Personal information
- Full name: Henry James Marshall
- Born: 1820 Colombo, Low Country Sinhalese, British Ceylon
- Died: 2 January 1894 (aged 73/74) Beaford, Devon, England
- Relations: John Marshall (brother)

Domestic team information
- 1844–1845: MCC

Career statistics
| Competition | First-class |
| Matches | 5 |
| Runs scored | 55 |
| Batting average | 5.50 |
| 100s/50s | 0/0 |
| Top score | 13 |
| Catches/stumpings | 0/– |
- Source: Cricinfo, 13 August 2021

= Henry Marshall (cricketer, born 1820) =

English cricketer and clergyman

Henry James Marshall (1820 — 2 January 1894) was an English first-class cricketer and clergyman.

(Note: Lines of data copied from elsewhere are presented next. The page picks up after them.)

//! Parameter changes from a control thread to the audio thread.
//!
//! A filter owned by the audio callback cannot be touched directly from a UI
//! or MIDI thread. Instead the control side sends [`LadderMessage`]s through
//! a single-producer/single-consumer queue, and the audio side drains them at
//! the start of each block. Nothing on the draining side locks, allocates or
//! logs.

pub mod message;

pub use message::{apply_message, drain_messages, LadderMessage, MessageReceiver};
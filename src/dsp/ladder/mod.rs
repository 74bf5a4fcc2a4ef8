//! Moog-style resonant ladder filters.
//!
//! Seven independent models of the same circuit share one contract,
//! [`LadderFilter`]. Pick a concrete type when the model is known at compile
//! time (the per-sample call monomorphizes and inlines), or [`Ladder`] when
//! it is chosen at runtime (one `match` per sample, no vtable).

/*
The Transistor Ladder
=====================

Bob Moog's 1965 lowpass is four identical one-pole RC stages in series.
Each stage rolls off 6 dB/octave, so the cascade gives 24 dB/octave. The
output of the last stage is fed back, inverted, to the input:

    in ──(+)──> [stage 1] ──> [stage 2] ──> [stage 3] ──> [stage 4] ──┬──> out
          ^-                                                           │
          └──────────────────────── k * out ───────────────────────────┘

At the cutoff frequency each stage shifts phase by 45°, four stages by 180°.
The inverted feedback is therefore back in phase there and boosts it: that
is resonance. At k = 4 the loop gain reaches 1 and the filter sings on its
own (self-oscillation). The transistors saturate, which keeps that
oscillation bounded instead of growing forever.

Why seven models?
-----------------

Turning that circuit into a per-sample recurrence is where the tradeoffs
live. The naive approach delays the feedback by one sample, which detunes
the resonance and shifts the oscillation threshold with cutoff. Each model
below fixes that differently:

| model          | strategy                                   | cost   |
| -------------- | ------------------------------------------ | ------ |
| Stilson        | empirical gain table + cubic pole fit      | low    |
| Krajeski       | polynomial fits of pole and feedback gain  | low    |
| MusicDSP       | bilinear stages, cubic clip at the output  | low    |
| Microtracker   | delayed-output mix fitted by optimization  | low    |
| Oberheim       | zero-delay feedback, solved analytically   | medium |
| Improved       | trapezoidal tanh integrators (D'Angelo)    | medium |
| RK simulation  | RK4 on the circuit's differential eqs      | high   |

They are alternatives, not refinements of each other, and they do not agree
sample for sample. Every one of them accepts the same parameters:

  cutoff     Hz, clamped per model to a stable range below Nyquist
  resonance  0.0 (none) .. 1.0 (at or past self-oscillation)
  drive      input gain into the first nonlinearity (where the model has one)

Example usage:
  let mut filter = Oberheim::new(48_000.0);
  filter.set_cutoff(800.0);
  filter.set_resonance(0.7);
  filter.process(&mut buffer);

  // Chosen at runtime
  let mut filter = Ladder::from_model(LadderModel::RkSimulation, 48_000.0);
*/

use std::fmt;
use std::str::FromStr;

#[cfg(feature = "serde")]
use serde::{Deserialize, Serialize};

use crate::error::LadderError;

pub mod improved;
pub mod krajeski;
pub mod microtracker;
pub mod musicdsp;
pub mod oberheim;
pub mod rk_simulation;
pub mod stilson;

pub use improved::Improved;
pub use krajeski::Krajeski;
pub use microtracker::Microtracker;
pub use musicdsp::MusicDsp;
pub use oberheim::{Oberheim, OberheimResponse};
pub use rk_simulation::{RkSimulation, MAX_OVERSAMPLE};
pub use stilson::Stilson;

pub const DEFAULT_CUTOFF_HZ: f32 = 1000.0;
pub const DEFAULT_RESONANCE: f32 = 0.1;
pub const MIN_CUTOFF_HZ: f32 = 20.0;
pub const MAX_DRIVE: f32 = 10.0;

/// Cutoff at and above which makeup gain is unity.
pub const MAKEUP_KNEE_HZ: f64 = 500.0;
pub const MAX_MAKEUP_GAIN: f64 = 8.0;

/// The operation set every ladder model implements.
///
/// Everything here is allocation-free and bounded in time, so it can be
/// called from an audio callback. Setters clamp instead of failing and only
/// touch coefficients; `tick` is the only thing that advances filter state.
pub trait LadderFilter: Send {
    /// Create a filter with zeroed state, 1 kHz cutoff and 0.1 resonance.
    ///
    /// `sample_rate` must be positive. This is not checked in release builds.
    fn new(sample_rate: f32) -> Self
    where
        Self: Sized;

    fn sample_rate(&self) -> f32;

    /// Re-derive every coefficient for a new sample rate.
    ///
    /// The stored cutoff is re-clamped to the new ceiling. State is kept.
    fn set_sample_rate(&mut self, sample_rate: f32);

    /// Cutoff in Hz after clamping.
    fn cutoff(&self) -> f32;

    fn set_cutoff(&mut self, hz: f32);

    /// Normalized resonance in `[0, 1]`.
    fn resonance(&self) -> f32;

    fn set_resonance(&mut self, amount: f32);

    /// Input drive, or `None` for models without a drive stage.
    fn drive(&self) -> Option<f32> {
        None
    }

    /// Set the input drive. Ignored by models without a drive stage.
    fn set_drive(&mut self, _amount: f32) {}

    /// Advance the ladder by one sample.
    fn tick(&mut self, input: f32) -> f32;

    /// Filter a block in place.
    fn process(&mut self, buffer: &mut [f32]) {
        for sample in buffer.iter_mut() {
            *sample = self.tick(*sample);
        }
    }

    /// Forget signal history. Coefficients and parameters are kept.
    fn reset(&mut self);
}

/// Clamp a cutoff request into `[MIN_CUTOFF_HZ, max_hz]`. NaN maps to the minimum.
#[inline]
pub(crate) fn clamp_cutoff(hz: f32, max_hz: f32) -> f32 {
    hz.max(MIN_CUTOFF_HZ).min(max_hz)
}

/// Clamp to `[0, 1]`. NaN maps to 0.
#[inline]
pub(crate) fn clamp_unit(amount: f32) -> f32 {
    amount.max(0.0).min(1.0)
}

/// Clamp to `[0, MAX_DRIVE]`. NaN maps to 0.
#[inline]
pub(crate) fn clamp_drive(amount: f32) -> f32 {
    amount.max(0.0).min(MAX_DRIVE)
}

/// Output compensation for the loudness lost at low cutoff.
///
/// Unity at and above [`MAKEUP_KNEE_HZ`], reciprocal below it, capped at
/// [`MAX_MAKEUP_GAIN`].
#[inline]
pub(crate) fn makeup_gain(cutoff_hz: f32) -> f64 {
    (MAKEUP_KNEE_HZ / f64::from(cutoff_hz)).clamp(1.0, MAX_MAKEUP_GAIN)
}

#[cfg_attr(feature = "serde", derive(Serialize, Deserialize))]
#[cfg_attr(feature = "serde", serde(rename_all = "kebab-case"))]
#[derive(Debug, Clone, Copy, PartialEq, Eq, Hash, Default)]
pub enum LadderModel {
    Stilson,
    Krajeski,
    MusicDsp,
    Oberheim,
    #[default]
    Improved,
    Microtracker,
    RkSimulation,
}

impl LadderModel {
    pub const ALL: [LadderModel; 7] = [
        LadderModel::Stilson,
        LadderModel::Krajeski,
        LadderModel::MusicDsp,
        LadderModel::Oberheim,
        LadderModel::Improved,
        LadderModel::Microtracker,
        LadderModel::RkSimulation,
    ];

    pub fn name(self) -> &'static str {
        match self {
            LadderModel::Stilson => "stilson",
            LadderModel::Krajeski => "krajeski",
            LadderModel::MusicDsp => "music-dsp",
            LadderModel::Oberheim => "oberheim",
            LadderModel::Improved => "improved",
            LadderModel::Microtracker => "microtracker",
            LadderModel::RkSimulation => "rk-simulation",
        }
    }
}

impl fmt::Display for LadderModel {
    fn fmt(&self, f: &mut fmt::Formatter<'_>) -> fmt::Result {
        f.write_str(self.name())
    }
}

impl FromStr for LadderModel {
    type Err = LadderError;

    fn from_str(s: &str) -> Result<Self, Self::Err> {
        let wanted = s.trim();
        LadderModel::ALL
            .into_iter()
            .find(|model| model.name().eq_ignore_ascii_case(wanted))
            .ok_or_else(|| LadderError::UnknownModel(wanted.to_string()))
    }
}

/// Any ladder model, selected at runtime.
pub enum Ladder {
    Stilson(Stilson),
    Krajeski(Krajeski),
    MusicDsp(MusicDsp),
    Oberheim(Oberheim),
    Improved(Improved),
    Microtracker(Microtracker),
    RkSimulation(RkSimulation),
}

macro_rules! dispatch {
    ($self:expr, $filter:ident => $body:expr) => {
        match $self {
            Ladder::Stilson($filter) => $body,
            Ladder::Krajeski($filter) => $body,
            Ladder::MusicDsp($filter) => $body,
            Ladder::Oberheim($filter) => $body,
            Ladder::Improved($filter) => $body,
            Ladder::Microtracker($filter) => $body,
            Ladder::RkSimulation($filter) => $body,
        }
    };
}

impl Ladder {
    pub fn from_model(model: LadderModel, sample_rate: f32) -> Self {
        match model {
            LadderModel::Stilson => Ladder::Stilson(Stilson::new(sample_rate)),
            LadderModel::Krajeski => Ladder::Krajeski(Krajeski::new(sample_rate)),
            LadderModel::MusicDsp => Ladder::MusicDsp(MusicDsp::new(sample_rate)),
            LadderModel::Oberheim => Ladder::Oberheim(Oberheim::new(sample_rate)),
            LadderModel::Improved => Ladder::Improved(Improved::new(sample_rate)),
            LadderModel::Microtracker => Ladder::Microtracker(Microtracker::new(sample_rate)),
            LadderModel::RkSimulation => Ladder::RkSimulation(RkSimulation::new(sample_rate)),
        }
    }

    pub fn model(&self) -> LadderModel {
        match self {
            Ladder::Stilson(_) => LadderModel::Stilson,
            Ladder::Krajeski(_) => LadderModel::Krajeski,
            Ladder::MusicDsp(_) => LadderModel::MusicDsp,
            Ladder::Oberheim(_) => LadderModel::Oberheim,
            Ladder::Improved(_) => LadderModel::Improved,
            Ladder::Microtracker(_) => LadderModel::Microtracker,
            Ladder::RkSimulation(_) => LadderModel::RkSimulation,
        }
    }
}

impl LadderFilter for Ladder {
    /// Builds the default model ([`LadderModel::Improved`]).
    fn new(sample_rate: f32) -> Self {
        Ladder::from_model(LadderModel::default(), sample_rate)
    }

    fn sample_rate(&self) -> f32 {
        dispatch!(self, f => f.sample_rate())
    }

    fn set_sample_rate(&mut self, sample_rate: f32) {
        dispatch!(self, f => f.set_sample_rate(sample_rate))
    }

    fn cutoff(&self) -> f32 {
        dispatch!(self, f => f.cutoff())
    }

    fn set_cutoff(&mut self, hz: f32) {
        dispatch!(self, f => f.set_cutoff(hz))
    }

    fn resonance(&self) -> f32 {
        dispatch!(self, f => f.resonance())
    }

    fn set_resonance(&mut self, amount: f32) {
        dispatch!(self, f => f.set_resonance(amount))
    }

    fn drive(&self) -> Option<f32> {
        dispatch!(self, f => f.drive())
    }

    fn set_drive(&mut self, amount: f32) {
        dispatch!(self, f => f.set_drive(amount))
    }

    #[inline]
    fn tick(&mut self, input: f32) -> f32 {
        dispatch!(self, f => f.tick(input))
    }

    // Dispatch once per block rather than once per sample.
    fn process(&mut self, buffer: &mut [f32]) {
        dispatch!(self, f => f.process(buffer))
    }

    fn reset(&mut self) {
        dispatch!(self, f => f.reset())
    }
}
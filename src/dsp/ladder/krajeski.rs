//! Krajeski ladder: bilinear stages with polynomial-fitted coefficients.
//!
//! Each stage is a one-pole lowpass whose zero sits partway between the
//! current and previous input ("compromise pole", weights 0.3 and 1.0 over
//! 1.3). The feedback still comes from the previous sample's output, but
//! rather than correcting for that with a table, both the stage gain `g` and
//! the feedback gain `g_res` are polynomials in the normalized angular cutoff
//! `wc`, fitted so the resonance stays put as cutoff moves.

use std::f64::consts::PI;

use super::{
    clamp_cutoff, clamp_drive, clamp_unit, LadderFilter, DEFAULT_CUTOFF_HZ, DEFAULT_RESONANCE,
};

const MAX_CUTOFF_RATIO: f32 = 0.45;

const STAGE_MIX: f64 = 0.3 / 1.3;
const DELAY_MIX: f64 = 1.0 / 1.3;

/// Stage values are held inside this range so a runaway loop stays finite.
const STATE_LIMIT: f64 = 1.0e30;

pub struct Krajeski {
    sample_rate: f32,
    cutoff_hz: f32,
    resonance: f32,
    drive: f32,

    wc: f64,
    g: f64,
    g_res: f64,
    g_comp: f64, // passband compensation, 1.0 keeps full low end at high resonance
    state: [f64; 5],
    delay: [f64; 4],
}

impl Krajeski {
    fn max_cutoff(&self) -> f32 {
        self.sample_rate * MAX_CUTOFF_RATIO
    }

    fn update_feedback(&mut self) {
        let wc = self.wc;
        self.g_res = f64::from(self.resonance)
            * (1.0029 + 0.0526 * wc - 0.926 * wc.powi(2) + 0.0218 * wc.powi(3));
    }
}

impl LadderFilter for Krajeski {
    fn new(sample_rate: f32) -> Self {
        debug_assert!(sample_rate > 0.0, "sample rate must be positive");
        let mut filter = Self {
            sample_rate,
            cutoff_hz: DEFAULT_CUTOFF_HZ,
            resonance: DEFAULT_RESONANCE,
            drive: 1.0,
            wc: 0.0,
            g: 0.0,
            g_res: 0.0,
            g_comp: 1.0,
            state: [0.0; 5],
            delay: [0.0; 4],
        };
        filter.set_cutoff(DEFAULT_CUTOFF_HZ);
        filter
    }

    fn sample_rate(&self) -> f32 {
        self.sample_rate
    }

    fn set_sample_rate(&mut self, sample_rate: f32) {
        self.sample_rate = sample_rate;
        self.set_cutoff(self.cutoff_hz);
    }

    fn cutoff(&self) -> f32 {
        self.cutoff_hz
    }

    fn set_cutoff(&mut self, hz: f32) {
        self.cutoff_hz = clamp_cutoff(hz, self.max_cutoff());
        let wc = 2.0 * PI * f64::from(self.cutoff_hz) / f64::from(self.sample_rate);
        self.wc = wc;
        self.g = 0.9892 * wc - 0.4342 * wc.powi(2) + 0.1381 * wc.powi(3) - 0.0202 * wc.powi(4);
        self.update_feedback();
    }

    fn resonance(&self) -> f32 {
        self.resonance
    }

    fn set_resonance(&mut self, amount: f32) {
        self.resonance = clamp_unit(amount);
        self.update_feedback();
    }

    fn drive(&self) -> Option<f32> {
        Some(self.drive)
    }

    fn set_drive(&mut self, amount: f32) {
        self.drive = clamp_drive(amount);
    }

    #[inline]
    fn tick(&mut self, input: f32) -> f32 {
        let x = f64::from(input);
        let drive = f64::from(self.drive);

        self.state[0] =
            (drive * (x - 4.0 * self.g_res * (self.state[4] - self.g_comp * x))).tanh();

        for i in 0..4 {
            let next = self.g
                * (STAGE_MIX * self.state[i] + DELAY_MIX * self.delay[i] - self.state[i + 1])
                + self.state[i + 1];
            self.state[i + 1] = next.clamp(-STATE_LIMIT, STATE_LIMIT);
            self.delay[i] = self.state[i];
        }

        self.state[4] as f32
    }

    fn reset(&mut self) {
        self.state = [0.0; 5];
        self.delay = [0.0; 4];
    }
}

The son of Henry Augustus Marshall, a colonial administrator in British Ceylon, he was born in Ceylon at Colombo in 1820. He later attended St John's College, Cambridge. He played first-class cricket for the Marylebone Cricket Club in 1844 and 1845, making five appearances. He had little success in these matches, scoring 55 runs with a high score of 13. Although he was a student of the Inner Temple, it was not a career in law that Marshall decided to pursue, but one as a clergyman in the Church of England. He was ordained as a deacon at Lichfield Cathedral in 1847 and was made curate of Belper in the same year. In 1850 he went to Somerset, where he held two curacies at Dunkerton and Sutton Montis. The following year he was appointed curate of Dilton Marsh in Wiltshire, a post he held until 1852 when he became curate at Melksham. From 1854 to 1856, he was secretary of the Jew's Society for South West England. Marshall was appointed curate in Bath at Margaret's Chapel and a lecturer in the city at Walcot in 1856, before moving to Scotland in 1859, where he was curate at Montrose until 1860. His stay in Scotland was brief, with Marshall returning to Somerset in 1860, where became reverend at Clapton in Gordano. He was reverend there until 1877, before becoming reverend at Beaford in Devon. He held the reverendship there until his death in January 1894. His brother, John, was also a first-class cricketer.